*Record set*
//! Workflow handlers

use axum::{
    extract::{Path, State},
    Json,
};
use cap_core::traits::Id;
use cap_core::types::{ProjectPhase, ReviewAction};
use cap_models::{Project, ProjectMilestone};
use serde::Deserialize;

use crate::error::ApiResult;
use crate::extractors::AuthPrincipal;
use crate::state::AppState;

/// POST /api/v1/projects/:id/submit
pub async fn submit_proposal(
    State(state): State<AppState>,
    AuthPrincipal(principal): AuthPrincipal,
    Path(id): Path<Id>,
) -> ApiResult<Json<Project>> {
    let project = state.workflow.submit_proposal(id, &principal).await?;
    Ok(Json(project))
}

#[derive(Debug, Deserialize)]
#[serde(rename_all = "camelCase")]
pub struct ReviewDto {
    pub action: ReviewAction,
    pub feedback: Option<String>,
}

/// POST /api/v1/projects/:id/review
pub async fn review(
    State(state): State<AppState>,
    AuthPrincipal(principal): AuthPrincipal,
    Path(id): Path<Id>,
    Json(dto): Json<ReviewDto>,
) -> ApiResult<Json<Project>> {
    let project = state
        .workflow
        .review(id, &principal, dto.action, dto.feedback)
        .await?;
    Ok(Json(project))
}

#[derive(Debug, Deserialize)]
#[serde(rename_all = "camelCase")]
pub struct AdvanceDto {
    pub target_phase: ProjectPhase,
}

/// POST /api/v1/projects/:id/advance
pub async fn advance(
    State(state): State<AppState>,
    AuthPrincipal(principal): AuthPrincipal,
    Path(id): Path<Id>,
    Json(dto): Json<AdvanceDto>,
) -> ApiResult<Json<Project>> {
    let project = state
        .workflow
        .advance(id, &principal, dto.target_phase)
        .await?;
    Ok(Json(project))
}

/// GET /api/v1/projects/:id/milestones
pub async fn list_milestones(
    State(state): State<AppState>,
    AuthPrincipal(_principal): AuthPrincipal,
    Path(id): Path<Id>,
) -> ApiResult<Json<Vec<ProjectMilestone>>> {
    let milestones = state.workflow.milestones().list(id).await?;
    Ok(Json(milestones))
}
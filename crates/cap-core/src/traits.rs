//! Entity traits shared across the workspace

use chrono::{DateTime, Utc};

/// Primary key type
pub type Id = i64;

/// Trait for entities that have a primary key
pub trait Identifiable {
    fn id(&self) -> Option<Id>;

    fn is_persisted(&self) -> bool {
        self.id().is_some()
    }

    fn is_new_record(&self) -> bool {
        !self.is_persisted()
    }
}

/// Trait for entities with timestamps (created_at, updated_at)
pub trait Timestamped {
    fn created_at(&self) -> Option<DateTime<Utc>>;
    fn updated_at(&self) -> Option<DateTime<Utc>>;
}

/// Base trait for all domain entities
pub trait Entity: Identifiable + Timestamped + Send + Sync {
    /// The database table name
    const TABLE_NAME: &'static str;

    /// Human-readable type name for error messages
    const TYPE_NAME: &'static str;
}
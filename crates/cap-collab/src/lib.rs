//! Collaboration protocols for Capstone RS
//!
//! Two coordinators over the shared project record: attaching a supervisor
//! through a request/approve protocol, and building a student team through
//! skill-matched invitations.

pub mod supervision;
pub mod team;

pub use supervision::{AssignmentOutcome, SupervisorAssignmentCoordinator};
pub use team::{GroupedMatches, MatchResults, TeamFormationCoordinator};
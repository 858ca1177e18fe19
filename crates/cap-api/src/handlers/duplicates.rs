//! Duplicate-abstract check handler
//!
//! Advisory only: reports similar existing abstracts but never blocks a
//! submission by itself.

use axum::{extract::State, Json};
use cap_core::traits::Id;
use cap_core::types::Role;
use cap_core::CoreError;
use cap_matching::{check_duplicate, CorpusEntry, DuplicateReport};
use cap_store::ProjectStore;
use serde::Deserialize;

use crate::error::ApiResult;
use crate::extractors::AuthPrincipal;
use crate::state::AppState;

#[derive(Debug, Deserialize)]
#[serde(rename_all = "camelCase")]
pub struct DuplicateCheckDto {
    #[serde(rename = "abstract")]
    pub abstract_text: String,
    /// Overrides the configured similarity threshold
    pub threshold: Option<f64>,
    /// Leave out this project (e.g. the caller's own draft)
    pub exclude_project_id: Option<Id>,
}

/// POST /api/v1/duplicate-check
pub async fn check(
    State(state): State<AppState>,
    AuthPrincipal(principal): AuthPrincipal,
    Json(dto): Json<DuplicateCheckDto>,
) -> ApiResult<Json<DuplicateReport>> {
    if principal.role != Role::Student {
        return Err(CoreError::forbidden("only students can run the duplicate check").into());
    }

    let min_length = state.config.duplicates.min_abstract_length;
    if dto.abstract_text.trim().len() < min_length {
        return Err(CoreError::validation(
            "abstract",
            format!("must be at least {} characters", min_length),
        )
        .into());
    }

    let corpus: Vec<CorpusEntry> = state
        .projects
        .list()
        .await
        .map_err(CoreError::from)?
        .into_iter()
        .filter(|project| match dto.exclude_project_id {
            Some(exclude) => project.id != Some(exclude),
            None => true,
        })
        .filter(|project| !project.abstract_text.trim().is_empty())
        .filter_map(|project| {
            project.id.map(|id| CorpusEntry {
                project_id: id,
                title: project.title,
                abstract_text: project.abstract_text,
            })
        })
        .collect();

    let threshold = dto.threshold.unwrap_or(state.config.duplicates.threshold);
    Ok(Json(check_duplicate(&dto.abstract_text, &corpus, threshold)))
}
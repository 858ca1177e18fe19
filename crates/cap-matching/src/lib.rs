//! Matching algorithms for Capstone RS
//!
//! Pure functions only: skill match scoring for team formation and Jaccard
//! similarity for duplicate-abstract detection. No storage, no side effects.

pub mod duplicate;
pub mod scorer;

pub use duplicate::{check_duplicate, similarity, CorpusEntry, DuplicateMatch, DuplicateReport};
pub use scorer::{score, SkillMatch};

*Task*
Wherever the string "threshold" occurs in the records, copy the line it is in.

*Exercise result*
    /// Overrides the configured similarity threshold
    pub threshold: Option<f64>,
    let threshold = dto.threshold.unwrap_or(state.config.duplicates.threshold);
    Ok(Json(check_duplicate(&dto.abstract_text, &corpus, threshold)))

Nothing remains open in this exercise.